All’Hospice “Giambattista Fanales” tre pazienti hanno donato le cornee, confermando la solidità di un sistema che unisce qualità assistenziale, cultura della donazione e sensibilità nel rapporto con pazienti e familiari.

All’Hospice “Giambattista Fanales” di Caltagirone sono stati effettuati tre nuovi prelievi di cornee, grazie al consenso espresso dai familiari dei pazienti ricoverati. Con questi ultimi gesti di generosità, la struttura supera la soglia delle 200 donazioni dall’avvio dell’attività, un traguardo che testimonia la sensibilità delle famiglie e il lavoro quotidiano dei professionisti impegnati nelle cure palliative.

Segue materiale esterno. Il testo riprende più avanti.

// SPDX-FileCopyrightText: 2020 Robin Krahl <robin.krahl@ireas.org>
// SPDX-License-Identifier: Apache-2.0 or MIT

//! Rulers and graticules.
//!
//! A ruler is a band along one edge of a map rectangle with labeled tick marks at "nice"
//! world-coordinate intervals.  The tick step starts one order of magnitude below the value
//! range and doubles until the rendered labels cannot overlap, so the labeling stays readable
//! at every zoom level.  A graticule composes four rulers into a map frame: the top and left
//! edges carry true world coordinates, the bottom and right edges the cumulative distance from
//! the map origin.

use crate::fonts::Font;
use crate::style::{Color, HAlign, ShapeStyle, TextStyle, VAlign};
use crate::{Document, Rect};

/// Minimum free space between two tick labels, in points.
const RULER_TEXT_SPACE: f64 = 4.0;

/// Returns the initial tick step and the label decimal count for a value range.
///
/// The step is one order of magnitude below the range.
pub(crate) fn initial_step(range: f64) -> (f64, usize) {
    let dz = 10f64.powf(range.log10().floor() - 1.0);
    let decimals = if dz >= 1.0 {
        0
    } else {
        dz.log10().abs().round() as usize
    };
    (dz, decimals)
}

/// Doubles the tick step until a label plus margin fits between two ticks.
///
/// `scale` converts world units into points.  The loop terminates for every positive step and
/// scale because the step grows geometrically against a fixed label width.
pub(crate) fn grow_step(mut dz: f64, scale: f64, label_width: f64) -> f64 {
    if dz > 0.0 && scale > 0.0 {
        while scale * dz < label_width + RULER_TEXT_SPACE {
            dz *= 2.0;
        }
    }
    dz
}

impl Document {
    /// Draws a labeled ruler into the band `r`.
    ///
    /// `horizontal` selects the band direction; `ascending` the direction of increasing
    /// values; `tick_at_top` places ticks and labels at the top (horizontal) or left
    /// (vertical) edge of the band instead of the opposite one.  Labels on vertical rulers are
    /// rotated by 90 degrees.
    pub(crate) fn draw_ruler(
        &mut self,
        r: Rect,
        z_min: f64,
        z_max: f64,
        horizontal: bool,
        ascending: bool,
        tick_at_top: bool,
    ) -> bool {
        let width = if horizontal { r.x_range() } else { r.y_range() };
        let height = if horizontal { r.y_range() } else { r.x_range() };

        if !self.is_ready_to_draw() || z_min >= z_max || width <= 0.0 || height <= 0.0 {
            return false;
        }

        let x_off = r.x_min;
        let y_off = r.y_max;
        let font_size = (0.45 * height).floor();
        let tick_len = (0.3 * height).floor();

        let z_to_dc = width / (z_max - z_min);
        let (dz, decimals) = initial_step(z_max - z_min);
        let label_width =
            self.text_width(&format!("{:.*}", decimals, z_max), Font::default(), font_size);
        let dz = grow_step(dz, z_to_dc, label_width);

        let mut z = dz * (z_min / dz).floor();
        if z < z_min {
            z += dz;
        }

        let label_style = |v_align| {
            TextStyle::new()
                .with_h_align(HAlign::Center)
                .with_v_align(v_align)
        };
        let line_style = ShapeStyle::default();

        while z <= z_max {
            let label = format!("{:.*}", decimals, z);
            let z_dc = if ascending {
                z_to_dc * (z - z_min)
            } else {
                width - z_to_dc * (z - z_min)
            };

            if horizontal {
                let z_pos = x_off + z_dc;
                if tick_at_top {
                    let t_pos = y_off;
                    self.draw_line(
                        &[(z_pos, t_pos - tick_len), (z_pos, y_off)],
                        1.0,
                        Color::BLACK,
                        &line_style,
                    );
                    self.draw_text(
                        z_pos,
                        t_pos - tick_len,
                        &label,
                        font_size,
                        &label_style(VAlign::Top),
                        0.0,
                        Color::BLACK,
                    );
                } else {
                    let t_pos = y_off - height;
                    self.draw_line(
                        &[(z_pos, t_pos + tick_len), (z_pos, t_pos)],
                        1.0,
                        Color::BLACK,
                        &line_style,
                    );
                    self.draw_text(
                        z_pos,
                        t_pos + tick_len,
                        &label,
                        font_size,
                        &label_style(VAlign::Bottom),
                        0.0,
                        Color::BLACK,
                    );
                }
            } else {
                let z_pos = y_off - z_dc;
                if tick_at_top {
                    let t_pos = x_off;
                    self.draw_line(
                        &[(t_pos + tick_len, z_pos), (t_pos, z_pos)],
                        1.0,
                        Color::BLACK,
                        &line_style,
                    );
                    self.draw_text(
                        t_pos + tick_len,
                        z_pos,
                        &label,
                        font_size,
                        &label_style(VAlign::Top),
                        std::f64::consts::FRAC_PI_2,
                        Color::BLACK,
                    );
                } else {
                    let t_pos = x_off + height;
                    self.draw_line(
                        &[(t_pos - tick_len, z_pos), (t_pos, z_pos)],
                        1.0,
                        Color::BLACK,
                        &line_style,
                    );
                    self.draw_text(
                        t_pos - tick_len,
                        z_pos,
                        &label,
                        font_size,
                        &label_style(VAlign::Bottom),
                        std::f64::consts::FRAC_PI_2,
                        Color::BLACK,
                    );
                }
            }

            z += dz;
        }

        true
    }

    /// Draws a coordinate frame around the map rectangle `r`.
    ///
    /// The frame consists of an outer rectangle `frame_size` points outside `r`, the inner
    /// map rectangle, and four rulers: the top edge is labeled with true world x coordinates
    /// and the left edge with true world y coordinates, while the bottom and right edges show
    /// the running distance from the lower left map corner.
    pub fn draw_graticule(&mut self, r: Rect, world: Rect, frame_size: f64) -> bool {
        if !self.is_ready_to_draw() {
            return false;
        }

        let frame = r.inflated(frame_size, false);
        let stroke = ShapeStyle::default();
        self.draw_rectangle(frame, &stroke, Color::WHITE, Color::BLACK, 0.0);
        self.draw_rectangle(r, &stroke, Color::WHITE, Color::BLACK, 0.0);

        self.draw_ruler(
            Rect::new(r.x_min, r.y_max, r.x_max, frame.y_max),
            world.x_min,
            world.x_max,
            true,
            true,
            false,
        );
        self.draw_ruler(
            Rect::new(r.x_min, frame.y_min, r.x_max, r.y_min),
            0.0,
            world.x_range(),
            true,
            true,
            true,
        );
        self.draw_ruler(
            Rect::new(frame.x_min, r.y_min, r.x_min, r.y_max),
            world.y_min,
            world.y_max,
            false,
            false,
            false,
        );
        self.draw_ruler(
            Rect::new(r.x_max, r.y_min, frame.x_max, r.y_max),
            0.0,
            world.y_range(),
            false,
            false,
            true,
        );

        true
    }
}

Un sistema che unisce qualità assistenziale e cultura della donazione

La Direzione strategica dell’Asp di Catania sottolinea come la donazione di cornee in ambito palliativo rappresenti un’espressione concreta della centralità della persona. Un processo che richiede valutazione clinica accurata, organizzazione rigorosa e, soprattutto, la capacità di accompagnare pazienti e familiari con rispetto e delicatezza. Il superamento delle 200 donazioni conferma la crescita di un sistema capace di integrare qualità dell’assistenza e cultura della donazione.

Il coordinamento delle procedure è stato curato dalla responsabile dell’Hospice, Dora Mazzarino, mentre il prelievo è stato eseguito dall’oculista Vincenzo Fisichella dell’UOC di Oculistica di Caltagirone, diretta da Salvatore Sileci. Le cornee sono state trasferite alla Fondazione Banca degli Occhi del Veneto per le valutazioni previste.

Ogni cittadino può esprimere la propria volontà di donare al rinnovo della carta d’identità, presso le Aziende sanitarie, attraverso l’AIDO o con una dichiarazione scritta.

Donare significa trasformare un gesto personale in un’eredità di vita: un atto semplice che può restituire speranza dove sembrava non essercene più.